Dans le tumulte qui a dominé le pays ces derniers temps, de
nombreuses voix se sont élevées pour dénoncer l’enseignement de la philosophie
dans les établissements scolaires. Cette exigence, plusieurs fois répétées, n’a
pas mérité commentaire de la part des observateurs. Parce qu’ils savent que la
philosophie n’est plus enseignée depuis près de trois décennies. Parce que
nombre d’entre eux croient ferment que c’est bien parce que la philosophie n’est
plus enseignée que des générations de Mauritaniens, pourtant scolarisés et
parfois diplômés, ont perdu la faculté de réfléchir et avec elle le sens
critique.
Contrairement à ce que pensent ceux qui vocifèrent aujourd’hui
et qui couvrent toutes les voix de la Raison, la philosophie enseigne à refuser
le diktat des idées reçues. Elle nous apprend à nous poser des questions et à
chercher à y répondre tout en sachant que nous ne serons jamais satisfaits des
réponses que nous obtenons dans l’immédiat. Elle nous prémunit contre les
déviances parce qu’elle discipline notre esprit, le structure pour lui
permettre d’organiser les connaissances accumulées. Elle nous apprend à vivre
ensemble, à partager, à discuter, à aller à l’essentiel, à éviter le superflu,
à nous interroger et donc à faire des choix…

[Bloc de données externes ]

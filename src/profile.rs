//! Sliding-window embedding distances.
//!
//! ## Why combine sentences?
//!
//! A single sentence is a noisy topic signal: "It is machine washable." says
//! little on its own. Embedding each sentence together with its neighbours
//! smooths that noise out:
//!
//! ```text
//! buffer_size = 1
//!
//! Sentences:  S0   S1   S2   S3   S4
//! Combined:  [S0 S1]
//!            [S0 S1 S2]
//!                [S1 S2 S3]
//!                     [S2 S3 S4]
//!                          [S3 S4]
//! ```
//!
//! Windows are truncated at the document edges: no wraparound, no padding.
//!
//! ## Distances
//!
//! `distance_to_next[i] = 1 - cos(E[i], E[i + 1])` for every sentence but the
//! last. Normalized text encoders keep this within roughly `[0, 1]`; peaks mark
//! likely topic shifts.
//!
//! All combined texts of a document go to the model in one batch.

use crate::{EmbeddingModel, Error, Result};

/// A sentence with its windowed embedding.
///
/// Created by [`DistanceProfiler::profile`] and scoped to one chunking call.
#[derive(Debug, Clone, PartialEq)]
pub struct Sentence {
    /// The sentence itself.
    pub text: String,
    /// The sentence joined with up to `buffer_size` neighbours on each side.
    pub combined_text: String,
    /// Embedding of `combined_text`.
    pub embedding: Vec<f32>,
    /// Cosine distance to the next sentence's embedding; `None` for the last sentence.
    pub distance_to_next: Option<f32>,
}

/// Builds combined sentences, embeds them, and measures adjacent distances.
#[derive(Debug, Clone, Copy)]
pub struct DistanceProfiler {
    buffer_size: usize,
}

impl DistanceProfiler {
    /// Create a profiler with the given window radius.
    #[must_use]
    pub const fn new(buffer_size: usize) -> Self {
        Self { buffer_size }
    }

    /// Window radius.
    #[must_use]
    pub const fn buffer_size(&self) -> usize {
        self.buffer_size
    }

    /// Join each sentence with its neighbours in `[i - b, i + b]`, clamped to the document.
    #[must_use]
    pub fn combine<S: AsRef<str>>(&self, sentences: &[S]) -> Vec<String> {
        let n = sentences.len();
        (0..n)
            .map(|i| {
                let start = i.saturating_sub(self.buffer_size);
                let end = (i + self.buffer_size + 1).min(n);
                sentences[start..end]
                    .iter()
                    .map(AsRef::as_ref)
                    .collect::<Vec<_>>()
                    .join(" ")
            })
            .collect()
    }

    /// Embed the combined sentences and attach adjacent distances.
    ///
    /// # Errors
    ///
    /// Propagates model failures, and returns [`Error::EmbeddingCount`] if the
    /// model does not return exactly one vector per sentence.
    pub fn profile(&self, model: &dyn EmbeddingModel, sentences: Vec<String>) -> Result<Vec<Sentence>> {
        if sentences.is_empty() {
            return Ok(vec![]);
        }

        let combined = self.combine(&sentences);
        let embeddings = model.encode(&combined)?;
        if embeddings.len() != sentences.len() {
            return Err(Error::EmbeddingCount {
                expected: sentences.len(),
                actual: embeddings.len(),
            });
        }

        let distances: Vec<f32> = embeddings
            .windows(2)
            .map(|pair| cosine_distance(&pair[0], &pair[1]))
            .collect();

        Ok(sentences
            .into_iter()
            .zip(combined)
            .zip(embeddings)
            .enumerate()
            .map(|(i, ((text, combined_text), embedding))| Sentence {
                text,
                combined_text,
                embedding,
                distance_to_next: distances.get(i).copied(),
            })
            .collect())
    }
}

/// Extract the `distance_to_next` values, in order (length `n - 1`).
#[must_use]
pub fn distances(sentences: &[Sentence]) -> Vec<f32> {
    sentences.iter().filter_map(|s| s.distance_to_next).collect()
}

/// Cosine similarity; zero if either vector has zero norm.
#[must_use]
pub fn cosine_similarity(a: &[f32], b: &[f32]) -> f32 {
    let dot: f32 = a.iter().zip(b.iter()).map(|(x, y)| x * y).sum();
    let norm_a: f32 = a.iter().map(|x| x * x).sum::<f32>().sqrt();
    let norm_b: f32 = b.iter().map(|x| x * x).sum::<f32>().sqrt();
    if norm_a > 0.0 && norm_b > 0.0 {
        dot / (norm_a * norm_b)
    } else {
        0.0
    }
}

/// `1 - cosine_similarity(a, b)`.
#[must_use]
pub fn cosine_distance(a: &[f32], b: &[f32]) -> f32 {
    1.0 - cosine_similarity(a, b)
}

La philosophie nous apprend à penser et à débattre de la
complicité du Monde. La culture qui cesse de se poser des questions se condamne
à une déliquescence qui mène fatalement à sa disparition. L’histoire nous
enseigne que des civilisations entières ont disparu quand elles ont été
incapables de penser leur devenir, de méditer leurs conditions. L’histoire nous
apprend aussi qu’à l’origine de toute Renaissance, il y a nécessairement l’interrogation.
Car l’interrogation est déjà le début d’une réponse qui est inévitablement une
avancée sur la voie de l’accomplissement de soi et de son humanité.
Nos Ulémas, nos élites de façon générale, tentent de trouver
la meilleure parade à ce qu’ils croient être «une vague d’athéisme déferlant
sur notre jeunesse». C’est la mode de justifier toute cette effervescence
politique et sociale par «la dissémination d’idées laïques et athées». Et
quand on choisit d’y aller comme si on allait en guerre (sainte ou pas) contre
des «mécréants qu’il faut précipiter dans la Géhenne», on ne fait rien
pour faire avancer la réflexion qui permet de préserver les fondements qui sont
les nôtres. On ne cherche même pas à comprendre ce qui arrive dans notre aire.
Nous sommes dans un pays qui connait tous les problèmes qui
expliquent et causent – ou que causent – le sous-développement : ignorance,
pauvreté, clochardisation de l’élite, délitement des structures de l’Etat, déstructuration
des mécanismes sociaux traditionnels (qui ne sont souvent pas à regretter),
absence de chaines de solidarité et de réflexions sérieuses pouvant faire
miroiter un monde meilleur. Ajoutons à ce tableau (noir), les effets de multiples
agressions dont celles qui relèvent de la nature et de l’environnement
(sécheresse), celles qui sont le propre d’une culture faite de cupidité (mal-gouvernance)
et celles qui sont le fruit de l’ouverture au Monde. Résultat : une
transition qui ne finit pas de nous déstabiliser, une transition qui prend la
forme d’un chao parce que nous aurons refusé de l’assumer pour lui donner un
sens.
Cette transition mérite des questionnements, notamment sur
les transformations sociales que nous subissons malgré nous. Ces questionnements,
une fois formulés, exigent des réponses de la société et de ses «bienpensants».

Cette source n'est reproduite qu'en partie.